WHAT THIS TASK INVOLVES: Transcribe exactly, and only, the lines that run from the one containing "if self.metadata.boot_image != boot_image" through the end of the records.
·····
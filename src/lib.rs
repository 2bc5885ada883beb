//! ISO Editor Library
//!
//! Loads ISO 9660 images and BIN/CUE track sets into an editable directory
//! tree and writes the result back out as a new image.

pub mod config;
pub mod disc;
pub mod names;
pub mod session;
pub mod tree;

pub use session::{
    BootEmulation, DataResolver, LoadError, ResolveError, SaveError, SaveOptions, Session,
    VolumeMetadata,
};
pub use tree::{DataOrigin, Node, NodeId, Tree};
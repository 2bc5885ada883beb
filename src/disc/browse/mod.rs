//! Source volume browsing
//!
//! Lists directories and reads raw blocks of an existing ISO 9660 image
//! without materializing file contents.

pub mod entry;
pub mod filesystem;
pub mod iso9660_fs;
pub mod reader;

#[cfg(test)]
pub(crate) mod test_image;

pub use entry::{EntryType, FileEntry};
pub use filesystem::{Filesystem, FilesystemError};
pub use reader::{IsoSectorReader, SectorReader, SECTOR_SIZE};

use std::path::Path;

/// Open an image file on disk as a browsable filesystem
pub fn open_filesystem(path: &Path) -> Result<Box<dyn Filesystem>, FilesystemError> {
    let reader = IsoSectorReader::open(path)?;
    Ok(Box::new(iso9660_fs::Iso9660Filesystem::new(Box::new(reader))?))
}
//! Editing session
//!
//! A [`Session`] owns the directory tree of one image together with its
//! volume metadata and the paths it was loaded from and saved to. Loading,
//! tree mutations and saving are implemented in the submodules as further
//! `impl Session` blocks.

mod loader;
mod metadata;
mod mutation;
mod resolver;
mod writer;

pub use loader::{LoadError, DEFAULT_CUE_VOLUME_ID};
pub use metadata::{BootEmulation, VolumeMetadata, MAX_ID_LENGTH};
pub use resolver::{DataResolver, ResolveError};
pub use writer::{build_arguments, SaveError, SaveOptions};

use std::path::{Path, PathBuf};

use crate::config::{self, EditorConfig};
use crate::tree::{NodeId, Tree};
use metadata::clamp_identifier;

/// One image being edited
#[derive(Debug)]
pub struct Session {
    config: EditorConfig,
    tree: Tree,
    metadata: VolumeMetadata,
    modified: bool,
    /// Image or CUE sheet the session is associated with
    current_path: Option<PathBuf>,
    /// ISO image that archival nodes point into
    source_image: Option<PathBuf>,
}

impl Default for Session {
    fn default() -> Self {
        Self::new()
    }
}

impl Session {
    /// Start an empty image using the global configuration
    pub fn new() -> Self {
        Self::with_config(config::get_config().clone())
    }

    /// Start an empty image using an explicit configuration
    pub fn with_config(config: EditorConfig) -> Self {
        let metadata = VolumeMetadata::new(&config.new_image.volume_id, &config.new_image.system_id);
        Self {
            config,
            tree: Tree::new(),
            metadata,
            modified: false,
            current_path: None,
            source_image: None,
        }
    }

    /// Discard everything and start over with an empty image
    pub fn init_new(&mut self) {
        log::debug!("Initializing new image");
        self.tree = Tree::new();
        self.metadata = VolumeMetadata::new(
            &self.config.new_image.volume_id,
            &self.config.new_image.system_id,
        );
        self.modified = false;
        self.current_path = None;
        self.source_image = None;
    }

    pub fn config(&self) -> &EditorConfig {
        &self.config
    }

    pub fn tree(&self) -> &Tree {
        &self.tree
    }

    /// Root directory of the tree
    pub fn root(&self) -> NodeId {
        self.tree.root()
    }

    pub fn metadata(&self) -> &VolumeMetadata {
        &self.metadata
    }

    /// True when the tree or metadata changed since the last load or save
    pub fn is_modified(&self) -> bool {
        self.modified
    }

    pub fn current_path(&self) -> Option<&Path> {
        self.current_path.as_deref()
    }

    pub fn source_image(&self) -> Option<&Path> {
        self.source_image.as_deref()
    }

    /// Resolver that reopens the source image for every archival read
    pub fn resolver(&self) -> DataResolver<'_> {
        DataResolver::new(&self.tree, self.source_image.as_deref())
    }

    /// Read the content of one node, empty when it cannot be produced
    pub fn node_bytes(&self, id: NodeId) -> Vec<u8> {
        self.resolver().bytes(id)
    }

    pub fn set_volume_id(&mut self, volume_id: &str) {
        let volume_id = clamp_identifier("volume id", volume_id);
        if self.metadata.volume_id != volume_id {
            self.metadata.volume_id = volume_id;
            self.modified = true;
        }
    }

    pub fn set_system_id(&mut self, system_id: &str) {
        let system_id = clamp_identifier("system id", system_id);
        if self.metadata.system_id != system_id {
            self.metadata.system_id = system_id;
            self.modified = true;
        }
    }

    pub fn set_boot_image(&mut self, boot_image: Option<PathBuf>) {
        if self.metadata.boot_image != boot_image {
            self.metadata.boot_image = boot_image;
            self.modified = true;
        }
    }

    pub fn set_efi_boot_image(&mut self, efi_boot_image: Option<PathBuf>) {
        if self.metadata.efi_boot_image != efi_boot_image {
            self.metadata.efi_boot_image = efi_boot_image;
            self.modified = true;
        }
    }

    pub fn set_boot_emulation(&mut self, boot_emulation: BootEmulation) {
        if self.metadata.boot_emulation != boot_emulation {
            self.metadata.boot_emulation = boot_emulation;
            self.modified = true;
        }
    }
}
·····
SOLUTION BELOW:
        if self.metadata.boot_image != boot_image {
            self.metadata.boot_image = boot_image;
            self.modified = true;
        }
    }

    pub fn set_efi_boot_image(&mut self, efi_boot_image: Option<PathBuf>) {
        if self.metadata.efi_boot_image != efi_boot_image {
            self.metadata.efi_boot_image = efi_boot_image;
            self.modified = true;
        }
    }

    pub fn set_boot_emulation(&mut self, boot_emulation: BootEmulation) {
        if self.metadata.boot_emulation != boot_emulation {
            self.metadata.boot_emulation = boot_emulation;
            self.modified = true;
        }
    }
}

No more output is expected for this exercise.